The title overstates the article a little bit, but “Few in Central Falls show interest in civic involvement” in today’s Providence Journal counts as evidence in support of the general point of view espoused almost exclusively (it seems) by Andrew Morse, on Anchor Rising, and me. Namely, that bailouts and receiverships — even beyond the massive risk posed by their dip into totalitarianism — exacerbate, rather than repair, the infantilization dragging our society toward an inability to govern itself.
Last week, Robert G. Flanders Jr., the state-appointed receiver charged with lifting the city from bankruptcy, signed an order to form a nine-member Charter Review Commission that could dramatically change the way this 1.3-square-mile city is governed. He wants a commission comprising volunteers from the city’s five wards and a strong representation of Latinos, who make up more than 60 percent of the population.
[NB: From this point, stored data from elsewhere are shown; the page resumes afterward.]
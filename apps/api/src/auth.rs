use axum::{extract::FromRequestParts, http::request::Parts};

use crate::errors::AppError;

/// Header carrying the authenticated user id, set by the session layer in front of this service.
pub const USER_ID_HEADER: &str = "x-user-id";

/// The authenticated caller. Extracting it fails with 401 when the identity is missing.
#[derive(Debug, Clone, PartialEq, Eq)]
pub struct AuthUser {
    pub id: String,
}

#[axum::async_trait]
impl<S> FromRequestParts<S> for AuthUser
where
    S: Send + Sync,
{
    type Rejection = AppError;

    async fn from_request_parts(parts: &mut Parts, _state: &S) -> Result<Self, Self::Rejection> {
        parts
            .headers
            .get(USER_ID_HEADER)
            .and_then(|v| v.to_str().ok())
            .map(str::trim)
            .filter(|id| !id.is_empty())
            .map(|id| AuthUser { id: id.to_string() })
            .ok_or(AppError::Unauthorized)
    }
}
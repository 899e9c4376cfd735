// Copyright (c) The barline Contributors
// SPDX-License-Identifier: MIT OR Apache-2.0

use crate::{config::Palette, events::RunCounts};
use owo_colors::Style;

/// Styles for rendered output.
///
/// Unstyled by default: an empty [`Style`] emits no escape sequences, so
/// leaving `colorize` uncalled is how color support is turned off.
#[derive(Debug, Default, Clone)]
pub(crate) struct Styles {
    pub(crate) pass: Style,
    pub(crate) pending: Style,
    pub(crate) fail: Style,
}

impl Styles {
    pub(crate) fn colorize(&mut self, palette: &Palette) {
        self.pass = Style::new().color(palette.success.to_ansi()).bold();
        self.pending = Style::new().color(palette.warning.to_ansi()).bold();
        self.fail = Style::new().color(palette.failure.to_ansi()).bold();
    }
}

/// Picks the bar's display style from the aggregate counts.
///
/// Failure takes priority over pending, pending over success. Called fresh on
/// every render: a render can be triggered by the background ticker between
/// two count-changing events, and the bar must reflect the most recent
/// verdict.
pub(crate) fn run_style(counts: &RunCounts, styles: &Styles) -> Style {
    if counts.has_failures() {
        styles.fail
    } else if counts.has_pending() {
        styles.pending
    } else {
        styles.pass
    }
}
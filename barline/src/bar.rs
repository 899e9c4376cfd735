// Copyright (c) The barline Contributors
// SPDX-License-Identifier: MIT OR Apache-2.0

//! The progress render controller.
//!
//! [`ProgressLine`] owns the bar's visual state: the parsed format template,
//! the spinner position, the run stopwatch and the throttle policy. It never
//! touches the stream itself; every write goes through the
//! [`Console`](crate::console::Console), and the display color is recomputed
//! from the live counts on every render.

use crate::{
    config::{Glyphs, ProgressConfig},
    console::Console,
    duration::DisplayHhMmSs,
    errors::FormatError,
    events::RunCounts,
    styles::{Styles, run_style},
};
use owo_colors::OwoColorize;
use std::{
    io,
    time::{Duration, Instant},
};
use swrite::{SWrite, swrite};
use tracing::debug;

#[derive(Clone, Debug, PartialEq, Eq)]
enum Segment {
    Literal(String),
    Current,
    Total,
    Elapsed,
    Percent,
    Spinner,
    Bar,
}

fn parse_template(template: &str) -> Result<Vec<Segment>, FormatError> {
    let mut segments = Vec::new();
    let mut literal = String::new();
    let mut chars = template.chars();

    while let Some(c) = chars.next() {
        if c != '{' {
            literal.push(c);
            continue;
        }
        let mut name = String::new();
        loop {
            match chars.next() {
                Some('}') => break,
                Some(c) => name.push(c),
                None => return Err(FormatError::UnclosedPlaceholder),
            }
        }
        let segment = match name.as_str() {
            "current" => Segment::Current,
            "total" => Segment::Total,
            "elapsed" => Segment::Elapsed,
            "percent" => Segment::Percent,
            "spinner" => Segment::Spinner,
            "bar" => Segment::Bar,
            _ => return Err(FormatError::UnknownPlaceholder { name }),
        };
        if !literal.is_empty() {
            segments.push(Segment::Literal(std::mem::take(&mut literal)));
        }
        segments.push(segment);
    }
    if !literal.is_empty() {
        segments.push(Segment::Literal(literal));
    }
    Ok(segments)
}

/// How often render requests actually reach the stream.
#[derive(Clone, Debug)]
pub(crate) enum Throttle {
    /// Render on every call. Used on interactive terminals.
    EveryRender,

    /// Render at most once per period, so captured logs aren't flooded.
    Periodic {
        period: Duration,
        last_render: Option<Instant>,
    },
}

impl Throttle {
    pub(crate) fn for_environment(ci: bool) -> Self {
        if ci {
            let period = Duration::from_secs(1);
            debug!("continuous-integration environment, throttling renders to one per {period:?}");
            Throttle::Periodic {
                period,
                last_render: None,
            }
        } else {
            Throttle::EveryRender
        }
    }

    fn allows(&mut self, now: Instant) -> bool {
        match self {
            Throttle::EveryRender => true,
            Throttle::Periodic {
                period,
                last_render,
            } => match last_render {
                Some(last) if now.duration_since(*last) < *period => false,
                _ => {
                    *last_render = Some(now);
                    true
                }
            },
        }
    }
}

pub(crate) struct ProgressLine {
    total: usize,
    segments: Vec<Segment>,
    glyphs: Glyphs,
    spinner: Vec<char>,
    width: usize,
    spinner_index: usize,
    started_at: Instant,
    throttle: Throttle,
    closed: bool,
}

impl ProgressLine {
    /// Fixes the total and parses the template. Writes nothing until the
    /// first render request.
    pub(crate) fn new(
        total: usize,
        config: &ProgressConfig,
        glyphs: Glyphs,
        throttle: Throttle,
    ) -> Result<Self, FormatError> {
        let segments = parse_template(&config.template)?;
        let spinner = glyphs.spinner.chars().collect();
        Ok(Self {
            total,
            segments,
            glyphs,
            spinner,
            width: config.width,
            spinner_index: 0,
            started_at: Instant::now(),
            throttle,
            closed: false,
        })
    }

    /// Advances the spinner and requests a render, subject to the throttle
    /// policy.
    pub(crate) fn advance(
        &mut self,
        counts: &RunCounts,
        styles: &Styles,
        console: &mut Console,
    ) -> io::Result<()> {
        assert!(
            counts.current <= self.total,
            "bar advanced past the expected total of {}",
            self.total,
        );
        if !self.spinner.is_empty() {
            self.spinner_index = (self.spinner_index + 1) % self.spinner.len();
        }
        if self.throttle.allows(Instant::now()) {
            self.render(counts, styles, console)
        } else {
            Ok(())
        }
    }

    /// Re-renders the bar at its current state without changing anything.
    ///
    /// Called by the refresh ticker so the elapsed-time field stays live. A
    /// refresh after [`close`](Self::close) is a no-op, which tolerates a
    /// tick racing run teardown.
    pub(crate) fn refresh(
        &mut self,
        counts: &RunCounts,
        styles: &Styles,
        console: &mut Console,
    ) -> io::Result<()> {
        if self.closed {
            return Ok(());
        }
        self.render(counts, styles, console)
    }

    /// Erases the displayed bar to make room for out-of-band output.
    pub(crate) fn clear(&self, console: &mut Console) -> io::Result<()> {
        console.erase()
    }

    /// Takes the bar off screen for good.
    pub(crate) fn close(&mut self, console: &mut Console) -> io::Result<()> {
        self.closed = true;
        console.erase()
    }

    fn render(&self, counts: &RunCounts, styles: &Styles, console: &mut Console) -> io::Result<()> {
        let line = self.format_line(counts);
        let style = run_style(counts, styles);
        console.write(&line.style(style).to_string())
    }

    fn format_line(&self, counts: &RunCounts) -> String {
        let mut out = String::new();
        for segment in &self.segments {
            match segment {
                Segment::Literal(text) => out.push_str(text),
                Segment::Current => swrite!(out, "{}", counts.current),
                Segment::Total => swrite!(out, "{}", self.total),
                Segment::Elapsed => swrite!(out, "{}", DisplayHhMmSs(self.started_at.elapsed())),
                Segment::Percent => swrite!(out, "{}", self.percent(counts.current)),
                Segment::Spinner => {
                    if let Some(glyph) = self.spinner.get(self.spinner_index) {
                        out.push(*glyph);
                    }
                }
                Segment::Bar => self.push_bar_cells(&mut out, counts.current),
            }
        }
        out
    }

    fn percent(&self, current: usize) -> usize {
        if self.total == 0 {
            100
        } else {
            current * 100 / self.total
        }
    }

    fn push_bar_cells(&self, out: &mut String, current: usize) {
        let filled = if self.total == 0 {
            self.width
        } else {
            self.width * current / self.total
        };

        if current >= self.total {
            out.extend(std::iter::repeat_n(self.glyphs.fill, self.width));
        } else if filled == 0 {
            out.extend(std::iter::repeat_n(self.glyphs.empty, self.width));
        } else {
            out.extend(std::iter::repeat_n(self.glyphs.fill, filled - 1));
            out.push(self.glyphs.head);
            out.extend(std::iter::repeat_n(self.glyphs.empty, self.width - filled));
        }
    }
}

#[cfg(test)]
mod tests {
    use super::*;
    use crate::console::{CaptureWrites, Destination, WriteOp};

    fn config_with(template: &str, width: usize) -> ProgressConfig {
        ProgressConfig {
            template: template.to_owned(),
            width,
            ..ProgressConfig::default()
        }
    }

    fn capture_console() -> (Console, CaptureWrites) {
        let capture = CaptureWrites::new();
        let console = Console::new(Destination::Capture(capture.clone()), true, true);
        (console, capture)
    }

    fn line(total: usize, template: &str, width: usize) -> ProgressLine {
        ProgressLine::new(
            total,
            &config_with(template, width),
            Glyphs::default(),
            Throttle::EveryRender,
        )
        .expect("template parses")
    }

    fn counts_at(total: usize, current: usize) -> RunCounts {
        RunCounts {
            total,
            current,
            passed: current,
            ..RunCounts::default()
        }
    }

    #[test]
    fn unknown_placeholder_is_rejected() {
        let err = parse_template("{current}/{frobs}").unwrap_err();
        assert_eq!(
            err,
            FormatError::UnknownPlaceholder {
                name: "frobs".to_owned()
            },
        );
        assert_eq!(
            parse_template("{current").unwrap_err(),
            FormatError::UnclosedPlaceholder,
        );
    }

    #[test]
    fn formats_counts_bar_and_percent() {
        let bar = line(4, "{current}/{total} {bar} {percent}%", 8);
        assert_eq!(bar.format_line(&counts_at(4, 0)), "0/4          0%");
        assert_eq!(bar.format_line(&counts_at(4, 2)), "2/4 ===>     50%");
        assert_eq!(bar.format_line(&counts_at(4, 4)), "4/4 ======== 100%");
    }

    #[test]
    fn empty_run_renders_complete() {
        let bar = line(0, "{bar} {percent}%", 4);
        assert_eq!(bar.format_line(&counts_at(0, 0)), "==== 100%");
    }

    #[test]
    fn spinner_cycles_on_advance() {
        let (mut console, capture) = capture_console();
        let mut bar = line(8, "{spinner}", 4);
        let styles = Styles::default();
        for n in 1..=5 {
            bar.advance(&counts_at(8, n), &styles, &mut console).unwrap();
        }
        // The default spinner is `-\|/`, entered at its second glyph and
        // wrapping after the fourth.
        assert_eq!(capture.bars(), ["\\", "|", "/", "-", "\\"]);
    }

    #[test]
    fn periodic_throttle_skips_back_to_back_renders() {
        let mut throttle = Throttle::Periodic {
            period: Duration::from_secs(3600),
            last_render: None,
        };
        let now = Instant::now();
        assert!(throttle.allows(now));
        assert!(!throttle.allows(now));
        assert!(!throttle.allows(now + Duration::from_secs(1)));
        assert!(throttle.allows(now + Duration::from_secs(3600)));

        let mut every = Throttle::EveryRender;
        assert!(every.allows(now));
        assert!(every.allows(now));
    }

    #[test]
    fn clear_then_refresh_reproduces_the_same_line() {
        let (mut console, capture) = capture_console();
        let mut bar = line(6, "{spinner} [{elapsed}] {bar} {current}/{total}", 12);
        let styles = Styles::default();
        let counts = counts_at(6, 3);

        bar.advance(&counts, &styles, &mut console).unwrap();
        bar.clear(&mut console).unwrap();
        bar.refresh(&counts, &styles, &mut console).unwrap();

        let bars = capture.bars();
        assert_eq!(bars.len(), 2);
        assert_eq!(bars[0], bars[1]);
        assert_eq!(
            capture.ops()[1],
            WriteOp::Erase,
            "the erase lands between the two renders",
        );
    }

    #[test]
    fn refresh_after_close_is_a_noop() {
        let (mut console, capture) = capture_console();
        let mut bar = line(2, "{current}", 4);
        let styles = Styles::default();

        bar.advance(&counts_at(2, 1), &styles, &mut console).unwrap();
        bar.close(&mut console).unwrap();
        bar.refresh(&counts_at(2, 1), &styles, &mut console).unwrap();

        assert_eq!(
            capture.ops(),
            vec![WriteOp::Bar("1".to_owned()), WriteOp::Erase],
        );
    }

    #[test]
    #[should_panic(expected = "past the expected total")]
    fn advancing_past_total_panics() {
        let (mut console, _capture) = capture_console();
        let mut bar = line(1, "{current}", 4);
        bar.advance(&counts_at(1, 2), &Styles::default(), &mut console)
            .unwrap();
    }
}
But, so far, the interest has been tepid. Twelve people have applied for commission seats. The ordinance mandates the appointment of the city clerk, Marie Twohey.
The story begins with a statement from Central Falls resident and business owner Samuel Valera whose view of joining the commission is, “If I have to, I would.” That’s an understandable attitude… and one far too prevalent in Rhode Island. Granted Central Falls is a special (and extreme) case, but it’s fantastically emblematic.
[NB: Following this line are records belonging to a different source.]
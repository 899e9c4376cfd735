// Copyright (c) The barline Contributors
// SPDX-License-Identifier: MIT OR Apache-2.0

//! Aggregates run events into live progress output.
//!
//! The main structure in this module is [`RunReporter`], constructed via a
//! [`ReporterBuilder`].

use crate::{
    bar::{ProgressLine, Throttle},
    config::{Glyphs, ProgressConfig},
    console::{Console, Destination},
    errors::ReportEventError,
    events::{RunCounts, RunEvent, UnitRef},
    slow::slow_unit_warning,
    styles::Styles,
    ticker::{self, TickerHandle},
};
use owo_colors::OwoColorize;
use std::{
    io,
    sync::{Arc, Mutex, MutexGuard},
    time::Duration,
};
use tracing::debug;

const EVENT_BEFORE_START: &str = "received a unit event before the run started";

/// Run reporter builder.
///
/// The environment flags are explicit so the reporter can be driven in tests
/// without touching the process environment: whoever constructs the reporter
/// has already decided whether the destination is an interactive terminal,
/// whether color is wanted, and whether a continuous-integration environment
/// is capturing the output.
#[derive(Debug)]
pub struct ReporterBuilder {
    should_colorize: bool,
    interactive: bool,
    ci: bool,
    tick_period: Duration,
    config: ProgressConfig,
}

impl Default for ReporterBuilder {
    fn default() -> Self {
        Self {
            should_colorize: false,
            interactive: false,
            ci: false,
            tick_period: Duration::from_secs(1),
            config: ProgressConfig::default(),
        }
    }
}

impl ReporterBuilder {
    /// Set to true if the reporter should colorize output.
    ///
    /// Color is still suppressed if the destination isn't interactive or a
    /// CI environment is signalled.
    pub fn set_colorize(&mut self, should_colorize: bool) -> &mut Self {
        self.should_colorize = should_colorize;
        self
    }

    /// Set to true if the destination is an interactive terminal.
    pub fn set_interactive(&mut self, interactive: bool) -> &mut Self {
        self.interactive = interactive;
        self
    }

    /// Set to true when running under continuous integration.
    ///
    /// Renders are then throttled to one per second so captured logs aren't
    /// flooded with bar redraws.
    pub fn set_ci(&mut self, ci: bool) -> &mut Self {
        self.ci = ci;
        self
    }

    /// Sets the refresh ticker's period. One second by default.
    pub fn set_tick_period(&mut self, tick_period: Duration) -> &mut Self {
        self.tick_period = tick_period;
        self
    }

    /// Sets the display options.
    pub fn set_config(&mut self, config: ProgressConfig) -> &mut Self {
        self.config = config;
        self
    }

    /// Creates a new run reporter writing to `dest`.
    pub fn build(&self, dest: Destination) -> RunReporter {
        let glyphs = match &self.config.glyphs {
            Some(glyphs) => glyphs.clone(),
            None => {
                let mut glyphs = Glyphs::default();
                match &dest {
                    Destination::Terminal => {
                        if supports_unicode::on(supports_unicode::Stream::Stderr) {
                            glyphs.use_unicode();
                        }
                    }
                    // Always use Unicode for in-memory captures.
                    Destination::Capture(_) => glyphs.use_unicode(),
                }
                glyphs
            }
        };

        let mut styles = Box::<Styles>::default();
        if self.should_colorize && self.interactive && !self.ci {
            styles.colorize(&self.config.palette);
        } else if self.should_colorize {
            debug!("color requested but suppressed for a non-interactive destination");
        }

        let console = Console::new(dest, self.interactive, self.interactive);

        RunReporter {
            state: Arc::new(Mutex::new(ReporterState {
                counts: RunCounts::default(),
                bar: None,
                current_unit: None,
                console,
                styles,
                config: self.config.clone(),
                glyphs,
                ci: self.ci,
            })),
            ticker: None,
            tick_period: self.tick_period,
        }
    }
}

/// Receives run lifecycle events and keeps the progress bar current.
///
/// Events arrive synchronously, one at a time, in unit order. The refresh
/// ticker competes with them for the same state lock, so bar writes from the
/// two paths never interleave mid-line.
///
/// A tokio runtime must be current when a run starts: the refresh ticker is
/// spawned on it.
pub struct RunReporter {
    state: Arc<Mutex<ReporterState>>,
    ticker: Option<TickerHandle>,
    tick_period: Duration,
}

impl RunReporter {
    /// Report a run event.
    ///
    /// A failed unit is recorded and displayed immediately; it never stops
    /// the run.
    pub fn report_event(&mut self, event: RunEvent) -> Result<(), ReportEventError> {
        match event {
            RunEvent::RunStarted { expected_total } => {
                // At most one ticker is alive per run.
                if let Some(ticker) = self.ticker.take() {
                    ticker.cancel();
                }
                self.lock_state().start_run(expected_total)?;
                self.ticker = Some(ticker::spawn(Arc::clone(&self.state), self.tick_period));
                Ok(())
            }
            RunEvent::UnitStarted { unit } => {
                self.lock_state().unit_started(unit);
                Ok(())
            }
            RunEvent::UnitPassed { elapsed } => self
                .lock_state()
                .unit_passed(elapsed)
                .map_err(ReportEventError::Io),
            RunEvent::UnitPending => self
                .lock_state()
                .unit_pending()
                .map_err(ReportEventError::Io),
            RunEvent::UnitFailed { report } => self
                .lock_state()
                .unit_failed(&report)
                .map_err(ReportEventError::Io),
            RunEvent::Message { text } => self
                .lock_state()
                .message(&text)
                .map_err(ReportEventError::Io),
            RunEvent::RunClosed => {
                if let Some(ticker) = self.ticker.take() {
                    ticker.cancel();
                }
                self.lock_state().close_run().map_err(ReportEventError::Io)
            }
        }
    }

    /// Returns a snapshot of the current run counts.
    pub fn counts(&self) -> RunCounts {
        self.lock_state().counts
    }

    fn lock_state(&self) -> MutexGuard<'_, ReporterState> {
        self.state.lock().expect("reporter state lock poisoned")
    }
}

impl Drop for RunReporter {
    fn drop(&mut self) {
        if let Some(ticker) = self.ticker.take() {
            ticker.cancel();
        }
    }
}

/// State shared between the event-delivery path and the refresh ticker.
///
/// The lock around it is held for the duration of one render/refresh/clear
/// sequence and released immediately after; it never spans a sleep.
pub(crate) struct ReporterState {
    counts: RunCounts,
    bar: Option<ProgressLine>,
    current_unit: Option<UnitRef>,
    console: Console,
    styles: Box<Styles>,
    config: ProgressConfig,
    glyphs: Glyphs,
    ci: bool,
}

impl ReporterState {
    fn start_run(&mut self, expected_total: usize) -> Result<(), ReportEventError> {
        self.counts = RunCounts::new(expected_total);
        self.current_unit = None;
        self.bar = Some(ProgressLine::new(
            expected_total,
            &self.config,
            self.glyphs.clone(),
            Throttle::for_environment(self.ci),
        )?);
        Ok(())
    }

    fn unit_started(&mut self, unit: UnitRef) {
        self.current_unit = Some(unit);
    }

    fn unit_passed(&mut self, elapsed: Duration) -> io::Result<()> {
        self.counts.record_pass();
        if let Some(unit) = self.current_unit.take() {
            if let Some(warning) = slow_unit_warning(self.config.slow_threshold, elapsed, &unit) {
                let warning = warning.style(self.styles.pending).to_string();
                self.bar
                    .as_ref()
                    .expect(EVENT_BEFORE_START)
                    .clear(&mut self.console)?;
                self.console.line(&warning)?;
            }
        }
        self.advance_bar()
    }

    fn unit_pending(&mut self) -> io::Result<()> {
        self.counts.record_pending();
        self.current_unit = None;
        self.advance_bar()
    }

    fn unit_failed(&mut self, report: &str) -> io::Result<()> {
        self.counts.record_fail();
        self.current_unit = None;
        self.bar
            .as_ref()
            .expect(EVENT_BEFORE_START)
            .clear(&mut self.console)?;
        self.console.line(report)?;
        self.console.line("")?;
        self.advance_bar()
    }

    fn message(&mut self, text: &str) -> io::Result<()> {
        self.bar
            .as_ref()
            .expect(EVENT_BEFORE_START)
            .clear(&mut self.console)?;
        self.console.line(text)?;
        if self.console.supports_inline_log() {
            // Logging through the bar: put it straight back on screen rather
            // than waiting for the next event or tick.
            self.refresh()?;
        }
        Ok(())
    }

    fn advance_bar(&mut self) -> io::Result<()> {
        let bar = self.bar.as_mut().expect(EVENT_BEFORE_START);
        bar.advance(&self.counts, &self.styles, &mut self.console)
    }

    pub(crate) fn refresh(&mut self) -> io::Result<()> {
        match self.bar.as_mut() {
            Some(bar) => bar.refresh(&self.counts, &self.styles, &mut self.console),
            None => Ok(()),
        }
    }

    fn close_run(&mut self) -> io::Result<()> {
        match self.bar.as_mut() {
            Some(bar) => bar.close(&mut self.console),
            None => Ok(()),
        }
    }
}
// Copyright (c) The barline Contributors
// SPDX-License-Identifier: MIT OR Apache-2.0

#![warn(missing_docs)]

//! A live, single-line terminal progress bar driven by test-run events.
//!
//! A test-execution engine feeds a [`RunReporter`] one [`RunEvent`] per
//! lifecycle event. The reporter keeps a progress bar current on the
//! terminal: it advances as units complete, recolors by the aggregate
//! outcome so far, keeps moving on a background tick while a long unit is in
//! flight, and interleaves multi-line failure reports without corrupting the
//! bar line.
//!
//! The engine itself stays external: it decides what runs, computes
//! verdicts and formats failure reports, and this crate treats all of that
//! as opaque.

mod bar;
pub mod config;
mod console;
mod duration;
pub mod errors;
mod events;
mod reporter;
mod slow;
mod styles;
mod ticker;

pub use console::{CaptureWrites, Destination, WriteOp};
pub use events::{RunCounts, RunEvent, UnitRef};
pub use reporter::{ReporterBuilder, RunReporter};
As long as the natural inclination to avoid the “public service” of public office outweighs the feeling that nobody else who can be trusted will step forward, our state will continue slipping into its rut. When the state refuses to step in to leverage its greater power and broader pool of taxable assets (i.e., you and me) to fix wayward municipalities, residents will begin to behave as if they “have to.”
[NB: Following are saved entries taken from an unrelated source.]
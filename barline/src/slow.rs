// Copyright (c) The barline Contributors
// SPDX-License-Identifier: MIT OR Apache-2.0

use crate::{duration::DisplaySlowDuration, events::UnitRef};
use std::time::Duration;
use swrite::{SWrite, swrite};

/// Decides whether a completed unit deserves a slow-unit warning.
///
/// Returns the warning text only if the threshold is non-zero and the unit's
/// elapsed time exceeds it. The warning is emitted once by the caller and
/// discarded, never stored.
pub(crate) fn slow_unit_warning(
    threshold: Duration,
    elapsed: Duration,
    unit: &UnitRef,
) -> Option<String> {
    if threshold == Duration::ZERO || elapsed <= threshold {
        return None;
    }

    let mut out = String::new();
    swrite!(out, "SLOW {} ", DisplaySlowDuration(elapsed));
    swrite!(out, "{} at {}", unit.description, unit.location);
    Some(out)
}

#[cfg(test)]
mod tests {
    use super::*;
    use test_case::test_case;

    fn unit() -> UnitRef {
        UnitRef {
            description: "parses nested arrays".to_owned(),
            location: "tests/parser.rs:42".to_owned(),
        }
    }

    #[test_case(0, 3_600_000 => false; "zero threshold never warns")]
    #[test_case(500, 499 => false; "below threshold")]
    #[test_case(500, 500 => false; "exactly at threshold")]
    #[test_case(500, 501 => true; "just above threshold")]
    #[test_case(500, 120_000 => true; "far above threshold")]
    fn warning_condition(threshold_ms: u64, elapsed_ms: u64) -> bool {
        slow_unit_warning(
            Duration::from_millis(threshold_ms),
            Duration::from_millis(elapsed_ms),
            &unit(),
        )
        .is_some()
    }

    #[test]
    fn warning_names_the_unit() {
        let warning = slow_unit_warning(
            Duration::from_millis(100),
            Duration::from_secs_f64(1.23456),
            &unit(),
        )
        .expect("warning emitted");

        assert_eq!(
            warning,
            "SLOW [   1.2346s] parses nested arrays at tests/parser.rs:42",
        );
    }
}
From personal experience, I can testify that I do much more volunteering than I want to do, but my stepping away risks the real possibility that nobody else will step forward. The people of Rhode Island (arguably, all of Western society) is too comfortable in the belief that somebody else will be willing to take the reins — too comfortable, because those who step forward are ever happy to exact a price in money and power for their “service.”